Four lions have been infected with COVID-19 at the Barcelona Zoo in Spain, veterinary authorities said Tuesday — marking the second-known outbreak among big cats.
Three female lions named Zala, Nima and Run Run, and a male feline, Klumbe, were tested for the virus after experiencing minor symptoms.
PCR tests were performed on the lions in the same way humans are tested.
Two staffers at the zoo have also contracted the virus, but it’s unclear whether they spread the disease to the animals.
The female felines, who are all 16 years old, and the four-year-old male lion have not been in contact with other animals at the zoo, which is currently open to visitors.
The Veterinary Service of Barcelona reached out to colleagues at the Bronx Zoo, where four tigers and three lions contracted the virus in April.
“The Zoo has contacted and collaborated with international experts such as the Veterinary Service of the Bronx Zoo, the only one that has documented cases of Sars-CoV-2 infection in felines,” the zoo said in a statement, using the technical name for the virus that causes COVID-19.
“The lions were given veterinary care for their mild clinical condition — similar to a very mild flu condition — through anti-inflammatory treatment and close monitoring, and the animals responded well.”

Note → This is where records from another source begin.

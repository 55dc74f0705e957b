use std::fmt;
use std::str::FromStr;
use std::sync::Arc;

use crate::LoadError;

/// Dotted binary class name, e.g. `org.acme.Widget` or `org.acme.Widget$Part`.
#[derive(Clone, PartialEq, Eq, Hash, PartialOrd, Ord)]
pub struct ClassName(Arc<str>);

impl ClassName {
	pub fn new(name: &str) -> Result<Self, LoadError> {
		let valid = !name.is_empty()
			&& name
				.split('.')
				.all(|segment| !segment.is_empty() && segment.chars().all(|c| c.is_alphanumeric() || c == '_' || c == '$'));
		if !valid {
			return Err(LoadError::InvalidName(name.to_string()));
		}
		Ok(Self(Arc::from(name)))
	}

	pub fn as_str(&self) -> &str {
		&self.0
	}

	/// Dotted package, empty for the default package.
	pub fn package(&self) -> &str {
		self.0.rsplit_once('.').map_or("", |(package, _)| package)
	}

	pub fn simple_name(&self) -> &str {
		self.0.rsplit_once('.').map_or(&*self.0, |(_, simple)| simple)
	}

	/// Resource path of the class file (`org/acme/Widget.class`).
	pub fn resource_path(&self) -> String {
		format!("{}.class", self.0.replace('.', "/"))
	}
}

impl FromStr for ClassName {
	type Err = LoadError;

	fn from_str(s: &str) -> Result<Self, Self::Err> {
		Self::new(s)
	}
}

impl fmt::Display for ClassName {
	fn fmt(&self, f: &mut fmt::Formatter<'_>) -> fmt::Result {
		f.write_str(&self.0)
	}
}

impl fmt::Debug for ClassName {
	fn fmt(&self, f: &mut fmt::Formatter<'_>) -> fmt::Result {
		write!(f, "ClassName({})", self.0)
	}
}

All of the big cats at the Bronx Zoo recovered from their bout of the illness.
Officials at the Big Apple attraction believe that believe one of the tigers was likely infected by a zookeeper.
The incident prompted officials to implement new measures to protect the animals in the future.
“We are practicing social distancing with our wild cats as well,” Paul Calle, the zoo’s chief vet, said, according to USA Today.
“We’re not interacting closely with them and the keepers are wearing masks and coveralls and measures are in place to prevent infection of the cats.”